Этот образ «крестьян-рабочих», более или менее успешно избегавших искусов системы и проявлявших лишь внешний конформизм, хотя и верно изображает один из сегментов реальности, но способен объяснить лишь ограниченный ареал. Данный подход помогает нам понять, как новые переселенцы адаптировались к городским условиям и обучались обращать заданные условия к своей пользе. Если неповиновение новых поселенцев было столь велико, а их готовность приспособиться к существующим условиям оказалась столь низка, и вместо новой солидарности возникли лишь конфликты между старыми и новыми рабочими, как это изображает Хоффманн, остается неясным, как же могла произойти их интеграция. Ни поведение широких слоев, придерживавшихся модели пассивноконформистского «соучастия», ни социальная позиция активной части рабочего класса, таким образом, не могут быть адекватно охарактеризованы.
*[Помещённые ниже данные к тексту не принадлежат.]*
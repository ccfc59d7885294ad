use parallel_kmeans::{
    min_max_normalize, report, DensePoint, KMeans, KMeansConfig, Points, SparsePoint,
    VectorStore,
};
use rand::rngs::StdRng;
use rand::{Rng, SeedableRng};

fn main() {
    println!("Starting parallel-kmeans demo.");

    let dim = 4;
    let k = 3;
    let mut rng = StdRng::seed_from_u64(7);
    let points: Vec<DensePoint> = (0..3000)
        .map(|i| {
            let center = (i % k) as f64 * 10.0;
            DensePoint::new((0..dim).map(|_| center + rng.gen_range(-2.0..2.0)).collect())
        })
        .collect();

    let attributes = (0..dim).map(|d| format!("x{}", d)).collect();
    let mut store = VectorStore::new("blobs", attributes, Points::Dense(points));
    let extrema = min_max_normalize(&mut store);

    let config = KMeansConfig::new(k).with_seed(1);
    let result = store
        .cluster(&KMeans::new(config))
        .expect("Clustering failed");

    println!(
        "{} points, {} iterations, converged: {}, SSE {:.4}",
        store.len(),
        result.iterations,
        result.converged(),
        result.within_sse
    );

    // Same data as sparse vectors.
    let mut sparse = store.clone();
    if let Points::Dense(points) = &store.points {
        sparse.points = Points::Sparse(points.iter().map(SparsePoint::from_dense).collect());
    }
    let sparse_result = sparse
        .cluster(&KMeans::new(KMeansConfig::new(k).with_seed(1)))
        .expect("Clustering failed");
    println!(
        "sparse run: {} iterations, same labels: {}",
        sparse_result.iterations,
        sparse_result.labels == result.labels
    );

    let mut out = std::io::stdout();
    report::write_report(&mut out, &store.attributes, &result, Some(&extrema))
        .expect("Failed to write report");
}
Упомянутые стратегии рабочих, сводившиеся к обеспечению более сносных условий труда и развитию форм пассивного сопротивления, описывали и другие авторы, в частности Дональд Фильтцер и Кеннет Страус. Центр тяжести аргументации Страуса лежит, впрочем, в другой плоскости, а именно в анализе механизма интеграции миллионов сельских переселенцев в армию рабочего класса, которую он оценивает как решающий фактор стабилизации сталинского режима. Интеграция для этого автора значит много больше, чем фактор страха, энтузиазм, материальный интерес или возможность сделать карьеру. Как удалось показать Страусу, повседневная жизнь советского предприятия 1930-х гг. была отмечена многочисленными конфликтами между различными группами рабочих. Сконструированные режимом для классификации рабочих категории просоветский / антисоветский или пролетарский / антипролетарский в действительности оказались химерами. Конфликты возникали в большей мере между старыми и молодыми рабочими, горожанами и крестьянами, мужчинами и женщинами, причем эти категории фиксировались в самых разных комбинациях.
Для 1930-х гг. примечательно было постепенное слияние этих гетерогенных групп в новый рабочий класс. Решающим фактором этого процесса аккультурации и ассимиляции, согласно Страусу, послужила фабрика или предприятие как центр организации сообщества («community organizer»). В результате постепенно формировался слой квалифицированных рабочих со своей собственной идентичностью. Этот процесс слияния не был запланирован или инициирован «сверху», равно как не проводился осознанно и «снизу». Он являлся в большей мере следствием конфликта и компромисса на предприятии. Завод заботился обо всех сферах жизни рабочего: от жилья и столовых, домов отдыха, детских лагерей, садов, ясель, билетов в театры и кино до шахматных клубов, хоров, театральных кружков и футбольных команд. Все это едва могло покрыть самые скромные потребности и далеко отставало от спроса, однако способствовало возникновению чувства коллективизма.